Jablonski also encourages his parishioners to check the Blessed Trinity website regularly, at, as he is trying to post helpful content on a daily basis.

There is one area church that is suspending its Easter celebration until the congregation can get together as one. Dekorra Lutheran said on its website that it is postponing all Easter services and celebrations until the congregation can return to the church. The church will celebrate Easter on the first Sunday it can return as a congregation. It is still posting worship services and other messages on its Facebook page.

Churches and technology

Priests, pastors and reverends have added more technology to their daily practices, which comes with several challenges. Churches are now empty, with just a few people in the building on worship days to help with the recording process or provide music.

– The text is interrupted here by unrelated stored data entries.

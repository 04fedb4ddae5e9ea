//! how a variable row is presented
//!
//! Everything here is derived from a single variable plus the snapshot it was listed with. The "show
//! all secret values" toggle is passed in as `show_all_secrets`.
use crate::scope::Scope;
use crate::variable::{Owner, Variable};
use serde::Serialize;
use std::collections::HashSet;

#[derive(Debug, Clone, Copy, PartialEq, Eq, Hash, Serialize)]
#[serde(rename_all = "SCREAMING_SNAKE_CASE")]
pub enum Badge {
    /// synced from Doppler
    Doppler,
    Alias,
    Override,
    File,
}

/// Badges in the order they are shown in front of the key
pub fn badges(variable: &Variable) -> Vec<Badge> {
    let mut badges = vec![];
    if variable.owned_by == Owner::Doppler {
        badges.push(Badge::Doppler);
    }
    if variable.aliased_variable().is_some() {
        badges.push(Badge::Alias);
    }
    if variable.overridden_variable().is_some() {
        badges.push(Badge::Override);
    }
    if variable.mount_path.is_some() {
        badges.push(Badge::File);
    }
    badges
}

/// Key of the variable a derived row points to, shown below its own key
pub fn parent_key(variable: &Variable) -> Option<&str> {
    variable
        .derivation
        .as_ref()
        .map(|derivation| derivation.target().key.as_str())
}

pub const MASK: &str = "••••••••";

/// Content of the value column
#[derive(Debug, Clone, Copy, PartialEq, Eq, Serialize)]
#[serde(tag = "type", content = "content", rename_all = "snake_case")]
pub enum DisplayValue<'v> {
    /// Files show where they are mounted, `readable` is false when the content is write-only
    File {
        mount_path: Option<&'v str>,
        readable: bool,
    },
    /// Aliases have no value of their own
    Blank,
    Shown(&'v str),
    Masked,
}

impl std::fmt::Display for DisplayValue<'_> {
    fn fmt(&self, f: &mut std::fmt::Formatter<'_>) -> std::fmt::Result {
        match self {
            DisplayValue::File { mount_path, .. } => f.write_str(mount_path.unwrap_or_default()),
            DisplayValue::Blank => Ok(()),
            DisplayValue::Shown(value) => f.write_str(value),
            DisplayValue::Masked => f.write_str(MASK),
        }
    }
}

pub fn display_value(variable: &Variable, show_all_secrets: bool) -> DisplayValue<'_> {
    if variable.is_file() {
        return DisplayValue::File {
            mount_path: variable.file_mount_path(),
            readable: variable.value.is_some(),
        };
    }

    if variable.aliased_variable().is_some() {
        return DisplayValue::Blank;
    }

    match &variable.value {
        Some(value) if show_all_secrets || !variable.is_secret => {
            DisplayValue::Shown(value.as_str())
        }
        Some(_) | None => DisplayValue::Masked,
    }
}

/// Why "create override" is offered but disabled
#[derive(Debug, Clone, Copy, PartialEq, Eq, Hash, Serialize)]
#[serde(rename_all = "SCREAMING_SNAKE_CASE")]
pub enum OverrideBlock {
    AlreadyOverridden,
    ServiceScope,
}

impl std::fmt::Display for OverrideBlock {
    fn fmt(&self, f: &mut std::fmt::Formatter<'_>) -> std::fmt::Result {
        f.write_str(match self {
            OverrideBlock::AlreadyOverridden => "Variable already overridden",
            OverrideBlock::ServiceScope => "You can’t override variables on the application scope",
        })
    }
}

#[derive(Debug, Clone, Copy, PartialEq, Eq, Hash, Serialize)]
#[serde(tag = "action", rename_all = "snake_case")]
pub enum RowAction {
    /// Owned by an external integration, only editable there
    ManageExternally { owner: Owner },
    Edit,
    CreateAlias,
    CreateOverride { blocked: Option<OverrideBlock> },
    Delete,
}

/// `true` if some variable in `all` overrides `variable`
pub fn is_overridden(variable: &Variable, all: &[Variable]) -> bool {
    all.iter().any(|other| {
        other
            .overridden_variable()
            .is_some_and(|target| target.id == variable.id)
    })
}

/// Actions of the row menu, in menu order
pub fn row_actions(variable: &Variable, all: &[Variable]) -> Vec<RowAction> {
    if variable.owned_by.is_external() {
        return vec![RowAction::ManageExternally {
            owner: variable.owned_by,
        }];
    }

    let built_in = variable.scope == Scope::BuiltIn;
    let mut actions = vec![];

    if !built_in {
        actions.push(RowAction::Edit);
    }

    if variable.is_root() {
        actions.push(RowAction::CreateAlias);

        if !built_in {
            let blocked = if variable.scope.is_service() {
                Some(OverrideBlock::ServiceScope)
            } else if is_overridden(variable, all) {
                Some(OverrideBlock::AlreadyOverridden)
            } else {
                None
            };
            actions.push(RowAction::CreateOverride { blocked });
        }
    }

    if !built_in {
        actions.push(RowAction::Delete);
    }

    actions
}

#[derive(thiserror::Error, Debug, Clone, PartialEq, Eq)]
pub enum DeleteRejection {
    #[error("built-in variables cannot be deleted")]
    BuiltIn,
    #[error("variable is managed by {0:?}")]
    ExternallyManaged(Owner),
    #[error("variable is still referenced by {}", .0.join(", "))]
    Referenced(Vec<String>),
}

/// Whether `variable` may be deleted, given the snapshot `all` it was listed with
///
/// Nothing is cascaded: aliases and overrides pointing at the variable have to go first.
pub fn check_delete(variable: &Variable, all: &[Variable]) -> Result<(), DeleteRejection> {
    check_delete_among(variable, all.iter())
}

fn check_delete_among<'v>(
    variable: &Variable,
    others: impl Iterator<Item = &'v Variable>,
) -> Result<(), DeleteRejection> {
    if variable.scope == Scope::BuiltIn {
        return Err(DeleteRejection::BuiltIn);
    }

    if variable.owned_by.is_external() {
        return Err(DeleteRejection::ExternallyManaged(variable.owned_by));
    }

    let referenced_by: Vec<String> = others
        .filter(|other| {
            other
                .derivation
                .as_ref()
                .is_some_and(|derivation| derivation.target().id == variable.id)
        })
        .map(|other| other.id.clone())
        .collect();

    if !referenced_by.is_empty() {
        tracing::debug!(id = %variable.id, ?referenced_by, "delete rejected");
        return Err(DeleteRejection::Referenced(referenced_by));
    }

    Ok(())
}

/// Whether a row can be picked for a bulk action
pub fn is_selectable(variable: &Variable) -> bool {
    variable.scope != Scope::BuiltIn
}

/// [check_delete] for rows deleted together
///
/// References coming from other selected rows do not block. On success the selection is returned in
/// the order the deletions have to be sent: aliases and overrides before the variables they point to.
/// Otherwise every rejected row is reported with its id.
pub fn check_delete_selection<'v>(
    selected: &'v [Variable],
    all: &[Variable],
) -> Result<Vec<&'v Variable>, Vec<(String, DeleteRejection)>> {
    let selected_ids: HashSet<&str> =
        selected.iter().map(|variable| variable.id.as_str()).collect();

    let rejections: Vec<(String, DeleteRejection)> = selected
        .iter()
        .filter_map(|variable| {
            let outside = all
                .iter()
                .filter(|other| !selected_ids.contains(other.id.as_str()));
            check_delete_among(variable, outside)
                .err()
                .map(|rejection| (variable.id.clone(), rejection))
        })
        .collect();

    if !rejections.is_empty() {
        return Err(rejections);
    }

    let (derived, roots): (Vec<&Variable>, Vec<&Variable>) =
        selected.iter().partition(|variable| !variable.is_root());
    Ok(derived.into_iter().chain(roots).collect())
}

#[cfg(test)]
mod test {
    use super::*;
    use crate::variable::ServiceType;
    use pretty_assertions::assert_eq;
    use Scope::*;

    #[test]
    fn badge_order() {
        let file = Variable::new("1", "CONF", Project).with_mount_path("/etc/conf");
        assert_eq!(badges(&file), vec![Badge::File]);

        let synced = Variable::new("2", "TOKEN", Project).with_owner(Owner::Doppler);
        let alias = Variable::new("3", "T", Environment)
            .with_owner(Owner::Doppler)
            .aliasing(&synced);
        assert_eq!(badges(&alias), vec![Badge::Doppler, Badge::Alias]);
        assert_eq!(parent_key(&alias), Some("TOKEN"));
        assert_eq!(parent_key(&synced), None);

        let external = Variable::new("4", "X", Project).with_owner(Owner::External);
        assert!(badges(&external).is_empty());
    }

    #[test]
    fn values() {
        let public = Variable::new("1", "A", Project).with_value("a");
        assert_eq!(display_value(&public, false), DisplayValue::Shown("a"));

        let secret = Variable::new("2", "B", Project).with_value("b").with_secret(true);
        assert_eq!(display_value(&secret, false), DisplayValue::Masked);
        assert_eq!(display_value(&secret, true), DisplayValue::Shown("b"));

        let write_only = Variable::new("3", "C", Project).with_secret(true);
        assert_eq!(display_value(&write_only, true), DisplayValue::Masked);
        assert_eq!(display_value(&write_only, true).to_string(), MASK);

        let alias = Variable::new("4", "D", Environment).aliasing(&public);
        assert_eq!(display_value(&alias, true), DisplayValue::Blank);

        let file = Variable::new("5", "E", Project).with_mount_path("/e");
        assert_eq!(
            display_value(&file, true),
            DisplayValue::File {
                mount_path: Some("/e"),
                readable: false
            }
        );

        let alias_of_file = Variable::new("6", "F", Environment).aliasing(&file);
        assert_eq!(display_value(&alias_of_file, false).to_string(), "/e");
    }

    #[test]
    fn actions_for_plain_root() {
        let root = Variable::new("1", "A", Project);
        assert_eq!(
            row_actions(&root, &[root.clone()]),
            vec![
                RowAction::Edit,
                RowAction::CreateAlias,
                RowAction::CreateOverride { blocked: None },
                RowAction::Delete,
            ]
        );
    }

    #[test]
    fn override_blocked() {
        let root = Variable::new("1", "A", Project);
        let overridden = Variable::new("2", "A", Environment).overriding(&root);
        let all = vec![root.clone(), overridden.clone()];
        assert!(is_overridden(&root, &all));
        assert!(row_actions(&root, &all).contains(&RowAction::CreateOverride {
            blocked: Some(OverrideBlock::AlreadyOverridden)
        }));

        let service =
            Variable::new("3", "S", Container).with_service("svc", "api", ServiceType::Container);
        assert!(row_actions(&service, &[]).contains(&RowAction::CreateOverride {
            blocked: Some(OverrideBlock::ServiceScope)
        }));

        assert_eq!(
            row_actions(&overridden, &all),
            vec![RowAction::Edit, RowAction::Delete]
        );
        assert_eq!(
            OverrideBlock::AlreadyOverridden.to_string(),
            "Variable already overridden"
        );
    }

    #[test]
    fn actions_for_built_in_and_external() {
        let built_in = Variable::new("1", "QOVERY_ID", BuiltIn);
        assert_eq!(row_actions(&built_in, &[]), vec![RowAction::CreateAlias]);

        let synced = Variable::new("2", "TOKEN", Project).with_owner(Owner::Doppler);
        assert_eq!(
            row_actions(&synced, &[]),
            vec![RowAction::ManageExternally {
                owner: Owner::Doppler
            }]
        );
    }

    #[test]
    fn delete_guard() {
        let root = Variable::new("1", "A", Project);
        let alias = Variable::new("2", "B", Environment).aliasing(&root);
        let overridden = Variable::new("3", "A", Environment).overriding(&root);
        let all = vec![root.clone(), alias.clone(), overridden.clone()];

        assert_eq!(
            check_delete(&root, &all),
            Err(DeleteRejection::Referenced(vec!["2".into(), "3".into()]))
        );
        assert_eq!(check_delete(&alias, &all), Ok(()));
        assert_eq!(check_delete(&root, &[root.clone()]), Ok(()));
        assert_eq!(
            check_delete(&Variable::new("4", "QOVERY_X", BuiltIn), &all),
            Err(DeleteRejection::BuiltIn)
        );
        assert_eq!(
            check_delete(&root.clone().with_owner(Owner::Doppler), &all),
            Err(DeleteRejection::ExternallyManaged(Owner::Doppler))
        );
        assert_eq!(
            DeleteRejection::Referenced(vec!["2".into(), "3".into()]).to_string(),
            "variable is still referenced by 2, 3"
        );
    }

    #[test]
    fn selection() {
        assert!(is_selectable(&Variable::new("1", "A", Project)));
        assert!(is_selectable(
            &Variable::new("2", "B", Project).with_owner(Owner::Doppler)
        ));
        assert!(!is_selectable(&Variable::new("3", "QOVERY_X", BuiltIn)));
    }

    #[test]
    fn delete_selection_together_with_references() {
        let root = Variable::new("1", "A", Project);
        let alias = Variable::new("2", "B", Environment).aliasing(&root);
        let overridden = Variable::new("3", "A", Environment).overriding(&root);
        let other = Variable::new("4", "C", Project);
        let all = vec![root.clone(), alias.clone(), overridden.clone(), other.clone()];

        let selected = vec![root.clone(), other.clone(), alias.clone(), overridden.clone()];
        let ids: Vec<&str> = check_delete_selection(&selected, &all)
            .unwrap()
            .into_iter()
            .map(|variable| variable.id.as_str())
            .collect();
        assert_eq!(ids, vec!["2", "3", "1", "4"]);

        // the override stays behind and still points at the root
        assert_eq!(
            check_delete_selection(&[root.clone(), alias.clone()], &all),
            Err(vec![(
                "1".to_string(),
                DeleteRejection::Referenced(vec!["3".into()])
            )])
        );
    }

    #[test]
    fn delete_selection_rejects_built_in_and_external() {
        let built_in = Variable::new("1", "QOVERY_X", BuiltIn);
        let synced = Variable::new("2", "TOKEN", Project).with_owner(Owner::Doppler);
        let plain = Variable::new("3", "A", Project);
        let selected = vec![built_in, synced, plain];

        assert_eq!(
            check_delete_selection(&selected, &selected),
            Err(vec![
                ("1".to_string(), DeleteRejection::BuiltIn),
                (
                    "2".to_string(),
                    DeleteRejection::ExternallyManaged(Owner::Doppler)
                ),
            ])
        );
    }
}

“It has been challenging to stay connected with the members and friends of Poynette Inch UMC and Arlington UMC, mostly because recording our weekly worship services is brand new for us,” Hopp said. “To respect social distancing guidelines, only three of us meet at the Poynette Inch UMC church on Fridays to record our service — our musician, Gordon Dunn, our office manager and Christian education director, Michele Koopmans, and me.”

At times, technology itself is the challenge when its not normally used on Sundays, or other days.

“On a more practical level, another great challenge has been having to learn to use — and then implement as quickly as possible — some of the helpful technological and communication tools that are out there,” Jablonski said. “I’m not even 40 years old and consider myself rather tech-savvy for a cleric, but I still find some of this a bit overwhelming and exhausting at times.”

Jablonski also worries about the older parishioners, as well as the elderly clergy members, who might have the access to online services, but aren’t familiar with how every piece of technology can help them.

“I can only imagine what our older members might be experiencing or any older clergy in the area. My heart and my prayers go out to them,” Jablonski said.